In his dissent on the April 23 NRC ruling, Commissioner Jeff Baran apparently agreed with the intervenors’ position as well as the position of dissenting ASLB Judge Michal Farrar.
“MOX Services does not currently have a cybersecurity plan,” Baran wrote. “I find nothing in the record stating that either the [Atomic Safety and Licensing] Board or the NRC staff made a determination regarding the adequacy of cybersecurity at MOX Services’ facility.… I see no basis for finding that MOX Services’ proposed [material control and accounting] systems will satisfy” the NRC’s regulations.
Baran was outvoted by Commissioners Kristine Svinicki and William Ostendorff. Chairman Stephen Burns did not vote.
Baran’s concern about cybersecurity was no doubt influenced by the results of an NRC working group review of voluntary cybersecurity programs at NRC-regulated fuel cycle facilities, Lyman said.
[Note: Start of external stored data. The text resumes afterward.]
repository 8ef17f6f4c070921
pub mod bounds;
pub mod geo;
pub mod ids;

// Foundation crate: small, well-tested primitives only.
pub use bounds::*;
pub use geo::*;
pub use ids::*;
//! Contract of the remote event/layer catalog service.
//!
//! Implementations perform the HTTP calls; callers decide how failures degrade
//! (empty lists, empty details, failed approval state).

use bytes::Bytes;
use formats::{ApprovalResponse, EventDetail, EventSummary, GroupPayload};
use foundation::{LayerUrl, Version};
use futures_util::future::LocalBoxFuture;
use futures_util::stream::LocalBoxStream;

#[derive(Debug, Clone, PartialEq, Eq)]
pub enum SourceError {
    Transport(String),
    Status(u16),
    Decode(String),
}

impl std::fmt::Display for SourceError {
    fn fmt(&self, f: &mut std::fmt::Formatter<'_>) -> std::fmt::Result {
        match self {
            SourceError::Transport(msg) => write!(f, "transport error: {msg}"),
            SourceError::Status(code) => write!(f, "unexpected HTTP status {code}"),
            SourceError::Decode(msg) => write!(f, "response decode failed: {msg}"),
        }
    }
}

impl std::error::Error for SourceError {}

/// Which layer listing to load for an event.
#[derive(Debug, Clone, PartialEq, Eq)]
pub enum LayerScope {
    Approved,
    Pending,
    /// One layer's release, for snapshot display.
    Single(String),
}

impl LayerScope {
    pub fn path(&self, event: &str) -> String {
        match self {
            LayerScope::Approved => format!("/layers/{event}"),
            LayerScope::Pending => format!("/pending/layers/{event}"),
            LayerScope::Single(layer) => format!("/layers/{event}/{layer}"),
        }
    }
}

pub fn events_path() -> &'static str {
    "/events"
}

pub fn event_path(event: &str) -> String {
    format!("/events/{event}")
}

pub fn approve_path(event: &str, version: &Version) -> String {
    format!("/pending/layers/{event}/approve/{version}")
}

pub trait CatalogApi {
    /// `GET /events`
    fn events(&self) -> LocalBoxFuture<'_, Result<Vec<EventSummary>, SourceError>>;

    /// `GET /events/{name}`
    fn event<'a>(&'a self, name: &'a str) -> LocalBoxFuture<'a, Result<EventDetail, SourceError>>;

    /// `GET /layers/{event}`, `/pending/layers/{event}` or `/layers/{event}/{layer}`.
    fn layers<'a>(
        &'a self,
        event: &'a str,
        scope: &'a LayerScope,
    ) -> LocalBoxFuture<'a, Result<Vec<GroupPayload>, SourceError>>;

    /// `POST /pending/layers/{event}/approve/{version}`
    fn approve<'a>(
        &'a self,
        event: &'a str,
        version: &'a Version,
    ) -> LocalBoxFuture<'a, Result<ApprovalResponse, SourceError>>;

    /// Fetch a group's metadata document (display only).
    fn metadata<'a>(
        &'a self,
        url: &'a str,
    ) -> LocalBoxFuture<'a, Result<serde_json::Value, SourceError>>;
}

pub type ChunkStream = LocalBoxStream<'static, Result<Bytes, SourceError>>;

/// Streaming access to line-delimited point files.
pub trait PointSource {
    /// Open the resource. Connection failures surface as the first item.
    fn open(&self, url: &LayerUrl) -> ChunkStream;
}

#[cfg(test)]
mod tests {
    use super::{approve_path, event_path, LayerScope};
    use foundation::Version;

    #[test]
    fn scope_paths() {
        assert_eq!(LayerScope::Approved.path("irma"), "/layers/irma");
        assert_eq!(LayerScope::Pending.path("irma"), "/pending/layers/irma");
        assert_eq!(
            LayerScope::Single("flood".to_string()).path("irma"),
            "/layers/irma/flood"
        );
        assert_eq!(event_path("irma"), "/events/irma");
        assert_eq!(
            approve_path("irma", &Version::from("v2")),
            "/pending/layers/irma/approve/v2"
        );
    }
}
In a February 2015 dissent, in which Baran called for the NRC to issue “immediately effective” cybersecurity orders for fuel cycle facilities, he commented that “what the working group found is sobering” and “the current cybersecurity vulnerabilities present at fuel cycle facilities and the lack of agreement by licensees to voluntarily implement an adequate cybersecurity program … necessitates the issues of an order.” The details of what the working group found were not made public.
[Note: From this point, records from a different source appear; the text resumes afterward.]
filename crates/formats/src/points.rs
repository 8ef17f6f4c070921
use foundation::GeoPoint;

/// Why a single point record was rejected. The record is dropped; the rest of
/// the stream continues.
#[derive(Debug, Clone, PartialEq)]
pub enum RecordError {
    FieldCount { found: usize },
    InvalidNumber { field: usize, value: String },
    OutOfRange { latitude: f64, longitude: f64 },
}

impl std::fmt::Display for RecordError {
    fn fmt(&self, f: &mut std::fmt::Formatter<'_>) -> std::fmt::Result {
        match self {
            RecordError::FieldCount { found } => {
                write!(f, "expected 3 fields (lat,lng,weight), found {found}")
            }
            RecordError::InvalidNumber { field, value } => {
                write!(f, "field {field} is not a number: {value:?}")
            }
            RecordError::OutOfRange {
                latitude,
                longitude,
            } => write!(f, "location out of range: lat={latitude} lng={longitude}"),
        }
    }
}

impl std::error::Error for RecordError {}

/// Parse one `(lat, lng, weight)` record.
///
/// Exactly three fields are required. Negative weights normalize to `0`.
pub fn parse_record<'a>(
    fields: impl IntoIterator<Item = &'a str>,
) -> Result<GeoPoint, RecordError> {
    let mut values = [0.0f64; 3];
    let mut found = 0usize;
    for raw in fields {
        if found < 3 {
            let trimmed = raw.trim();
            let v = trimmed
                .parse::<f64>()
                .ok()
                .filter(|v| v.is_finite())
                .ok_or_else(|| RecordError::InvalidNumber {
                    field: found,
                    value: trimmed.to_string(),
                })?;
            values[found] = v;
        }
        found += 1;
    }
    if found != 3 {
        return Err(RecordError::FieldCount { found });
    }

    let [latitude, longitude, weight] = values;
    let point = GeoPoint::new(latitude, longitude, weight.max(0.0));
    if !point.has_valid_location() {
        return Err(RecordError::OutOfRange {
            latitude,
            longitude,
        });
    }
    Ok(point)
}

#[derive(Debug, Default, Copy, Clone, PartialEq, Eq)]
pub struct DecodeStats {
    pub bytes: usize,
    pub records: usize,
    pub malformed: usize,
}

const UTF8_BOM: &[u8] = b"\xEF\xBB\xBF";

/// Incremental decoder for line-delimited point data.
///
/// Bytes go through a `csv_core` reader, so records may be split across
/// chunks anywhere, fields may be quoted, and a leading UTF-8 BOM is
/// skipped. `finish` flushes a final record without a terminator.
pub struct PointDecoder {
    reader: csv_core::Reader,
    head: Vec<u8>,
    started: bool,
    record: Vec<u8>,
    ends: Vec<usize>,
    record_len: usize,
    ends_len: usize,
    points: Vec<GeoPoint>,
    stats: DecodeStats,
}

impl Default for PointDecoder {
    fn default() -> Self {
        Self {
            reader: csv_core::Reader::new(),
            head: Vec::new(),
            started: false,
            record: vec![0; 128],
            ends: vec![0; 4],
            record_len: 0,
            ends_len: 0,
            points: Vec::new(),
            stats: DecodeStats::default(),
        }
    }
}

impl std::fmt::Debug for PointDecoder {
    fn fmt(&self, f: &mut std::fmt::Formatter<'_>) -> std::fmt::Result {
        f.debug_struct("PointDecoder")
            .field("points", &self.points.len())
            .field("stats", &self.stats)
            .finish_non_exhaustive()
    }
}

#[derive(Debug, Clone, PartialEq)]
pub struct DecodedPoints {
    pub points: Vec<GeoPoint>,
    pub stats: DecodeStats,
}

impl PointDecoder {
    pub fn new() -> Self {
        Self::default()
    }

    pub fn stats(&self) -> DecodeStats {
        self.stats
    }

    pub fn len(&self) -> usize {
        self.points.len()
    }

    pub fn is_empty(&self) -> bool {
        self.points.is_empty()
    }

    /// Feed a chunk; returns how many points it completed.
    pub fn push(&mut self, chunk: &[u8]) -> usize {
        self.stats.bytes += chunk.len();
        let before = self.points.len();

        if self.started {
            self.feed(chunk, false);
        } else {
            self.head.extend_from_slice(chunk);
            if self.head.len() >= UTF8_BOM.len() {
                self.start();
            }
        }

        self.points.len() - before
    }

    pub fn finish(mut self) -> DecodedPoints {
        if !self.started {
            self.start();
        }
        self.feed(&[], true);
        DecodedPoints {
            points: self.points,
            stats: self.stats,
        }
    }

    fn start(&mut self) {
        self.started = true;
        let head = std::mem::take(&mut self.head);
        self.feed(head.strip_prefix(UTF8_BOM).unwrap_or(&head), false);
    }

    /// Empty input is end-of-stream to `csv_core`, so it is only passed
    /// through when `eof` is set.
    fn feed(&mut self, mut input: &[u8], eof: bool) {
        use csv_core::ReadRecordResult;

        loop {
            if input.is_empty() && !eof {
                return;
            }
            let (result, read, written, ended) = self.reader.read_record(
                input,
                &mut self.record[self.record_len..],
                &mut self.ends[self.ends_len..],
            );
            input = &input[read..];
            self.record_len += written;
            self.ends_len += ended;
            match result {
                ReadRecordResult::InputEmpty => {}
                ReadRecordResult::OutputFull => {
                    let len = self.record.len() * 2;
                    self.record.resize(len, 0);
                }
                ReadRecordResult::OutputEndsFull => {
                    let len = self.ends.len() * 2;
                    self.ends.resize(len, 0);
                }
                ReadRecordResult::Record => {
                    self.accept_record();
                    self.record_len = 0;
                    self.ends_len = 0;
                }
                ReadRecordResult::End => return,
            }
        }
    }

    fn accept_record(&mut self) {
        let mut fields = Vec::with_capacity(self.ends_len);
        let mut start = 0;
        for &end in &self.ends[..self.ends_len] {
            match std::str::from_utf8(&self.record[start..end]) {
                Ok(field) => fields.push(field),
                Err(_) => {
                    self.stats.malformed += 1;
                    return;
                }
            }
            start = end;
        }
        // A line holding only whitespace is blank, not a one-field record.
        if let [only] = fields.as_slice() {
            if only.trim().is_empty() {
                return;
            }
        }
        match parse_record(fields) {
            Ok(point) => {
                self.stats.records += 1;
                self.points.push(point);
            }
            Err(_) => self.stats.malformed += 1,
        }
    }
}

#[cfg(test)]
mod tests {
    use super::{DecodedPoints, PointDecoder, RecordError, parse_record};
    use foundation::GeoPoint;

    #[test]
    fn parses_three_numeric_fields() {
        let p = parse_record(["1.0", " 2.0", "3 "]).unwrap();
        assert_eq!(p, GeoPoint::new(1.0, 2.0, 3.0));
    }

    #[test]
    fn rejects_wrong_field_counts() {
        assert_eq!(
            parse_record(["1.0", "2.0"]),
            Err(RecordError::FieldCount { found: 2 })
        );
        assert_eq!(
            parse_record(["1", "2", "3", "4"]),
            Err(RecordError::FieldCount { found: 4 })
        );
    }

    #[test]
    fn rejects_non_numbers_and_bad_locations() {
        assert!(matches!(
            parse_record(["lat", "lng", "weight"]),
            Err(RecordError::InvalidNumber { field: 0, .. })
        ));
        assert!(matches!(
            parse_record(["1", "NaN", "2"]),
            Err(RecordError::InvalidNumber { field: 1, .. })
        ));
        assert!(matches!(
            parse_record(["95", "0", "2"]),
            Err(RecordError::OutOfRange { .. })
        ));
    }

    #[test]
    fn negative_weight_normalizes_to_zero() {
        assert_eq!(parse_record(["0", "0", "-2"]).unwrap().intensity, 0.0);
    }

    fn decode(chunks: &[&[u8]]) -> DecodedPoints {
        let mut dec = PointDecoder::new();
        for chunk in chunks {
            dec.push(chunk);
        }
        dec.finish()
    }

    #[test]
    fn blank_and_crlf_lines() {
        let out = decode(&[b"   \r\n1,2,3\r\n\r\n"]);
        assert_eq!(out.points, vec![GeoPoint::new(1.0, 2.0, 3.0)]);
        assert_eq!(out.stats.malformed, 0);
    }

    #[test]
    fn decoder_accepts_quoted_fields_and_leading_bom() {
        let out = decode(&[b"\xEF\xBB", b"\xBF1.0,2.0,3\n\"1.1\",\"2.1\",\"4\"\n1.2,2.2,5\n"]);
        assert_eq!(
            out.points,
            vec![
                GeoPoint::new(1.0, 2.0, 3.0),
                GeoPoint::new(1.1, 2.1, 4.0),
                GeoPoint::new(1.2, 2.2, 5.0),
            ]
        );
        assert_eq!(out.stats.malformed, 0);
    }

    #[test]
    fn decoder_flushes_unterminated_last_record() {
        let out = decode(&[b"1,1,1\n2,", b"2,2"]);
        assert_eq!(out.points.len(), 2);
        assert_eq!(out.points[1], GeoPoint::new(2.0, 2.0, 2.0));
    }

    #[test]
    fn decoder_joins_records_split_across_chunks() {
        let mut dec = PointDecoder::new();
        assert_eq!(dec.push(b"1.0,2.0,3\n1.1,2"), 1);
        assert_eq!(dec.push(b".1,0\n"), 1);
        let out = dec.finish();
        assert_eq!(
            out.points,
            vec![GeoPoint::new(1.0, 2.0, 3.0), GeoPoint::new(1.1, 2.1, 0.0)]
        );
        assert_eq!(out.stats.records, 2);
        assert_eq!(out.stats.malformed, 0);
    }

    #[test]
    fn decoder_drops_malformed_lines_and_keeps_going() {
        let mut dec = PointDecoder::new();
        dec.push(b"lat,lng,weight\n1,2,3\n\n1,2\n4,5,1");
        let out = dec.finish();
        assert_eq!(out.points.len(), 2);
        assert_eq!(out.stats.malformed, 2);
        assert_eq!(out.points[1], GeoPoint::new(4.0, 5.0, 1.0));
    }

    #[test]
    fn decoder_counts_invalid_utf8_as_malformed() {
        let mut dec = PointDecoder::new();
        dec.push(&[0xff, 0xfe, b'\n']);
        dec.push(b"1,1,1\n");
        let out = dec.finish();
        assert_eq!(out.stats.malformed, 1);
        assert_eq!(out.points.len(), 1);
    }
}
The MOX project has steadily lost supporters as its projected cost has skyrocketed and its completion date has slipped. The most recent external cost review, conducted by the Aerospace Corporation, estimated a lifecycle cost of the MOX program of about $52 billion to $115 billion (in constant dollars) and a completion date as late as FY 2100. The Obama administration has said the project is “unaffordable” and is studying less costly options, but the MOX facility’s supporters in Congress have compelled the DOE to continue construction. The Aerospace report also pointed to other factors that increase the level of project risk, including cybersecurity, citing “the potential for delays due to evolving cybersecurity regulations and the need to meet those requirements prior to certification.” The report also noted that “the heavy reliance by the [MOX facility] on software and automation makes this risk particularly problematic.”
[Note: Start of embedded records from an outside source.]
use std::fmt;

/// Source URL of a layer's point data; the stable layer identity.
#[derive(Clone, Debug, PartialEq, Eq, PartialOrd, Ord, Hash)]
pub struct LayerUrl(String);

impl LayerUrl {
    pub fn new(url: impl Into<String>) -> Self {
        LayerUrl(url.into())
    }

    pub fn as_str(&self) -> &str {
        &self.0
    }
}

impl fmt::Display for LayerUrl {
    fn fmt(&self, f: &mut fmt::Formatter<'_>) -> fmt::Result {
        f.write_str(&self.0)
    }
}

impl From<&str> for LayerUrl {
    fn from(s: &str) -> Self {
        LayerUrl(s.to_string())
    }
}

impl From<String> for LayerUrl {
    fn from(s: String) -> Self {
        LayerUrl(s)
    }
}

/// Release token of a version group. Opaque; compared by value.
#[derive(Clone, Debug, PartialEq, Eq, PartialOrd, Ord, Hash)]
pub struct Version(String);

impl Version {
    pub fn new(token: impl Into<String>) -> Self {
        Version(token.into())
    }

    pub fn as_str(&self) -> &str {
        &self.0
    }
}

impl fmt::Display for Version {
    fn fmt(&self, f: &mut fmt::Formatter<'_>) -> fmt::Result {
        f.write_str(&self.0)
    }
}

impl From<&str> for Version {
    fn from(s: &str) -> Self {
        Version(s.to_string())
    }
}

/// Catalog generation. Every catalog rebuild gets a fresh, larger value, so
/// work started against an older generation can recognise itself as stale.
#[derive(Copy, Clone, Debug, Default, PartialEq, Eq, PartialOrd, Ord, Hash)]
pub struct Generation(pub u64);

impl Generation {
    pub fn next(self) -> Self {
        Generation(self.0 + 1)
    }
}

impl fmt::Display for Generation {
    fn fmt(&self, f: &mut fmt::Formatter<'_>) -> fmt::Result {
        write!(f, "g{}", self.0)
    }
}

#[cfg(test)]
mod tests {
    use super::{Generation, LayerUrl};

    #[test]
    fn generations_increase() {
        let g = Generation::default();
        assert!(g.next() > g);
        assert_eq!(g.next().next(), Generation(2));
    }

    #[test]
    fn layer_urls_compare_by_value() {
        assert_eq!(LayerUrl::from("u1"), LayerUrl::new("u1".to_string()));
        assert_eq!(LayerUrl::from("u1").to_string(), "u1");
    }
}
“The Aerospace report confirms that the NRC’s foot-dragging approach to cybersecurity at the MOX plant is itself a threat to the viability of the project,” said Lyman. “The NRC is not doing the applicant any favors by allowing it to kick the cyber can down the road. In its casual dismissal of the urgent threat of cyberterrorism, it is out of step with virtually every other federal agency.”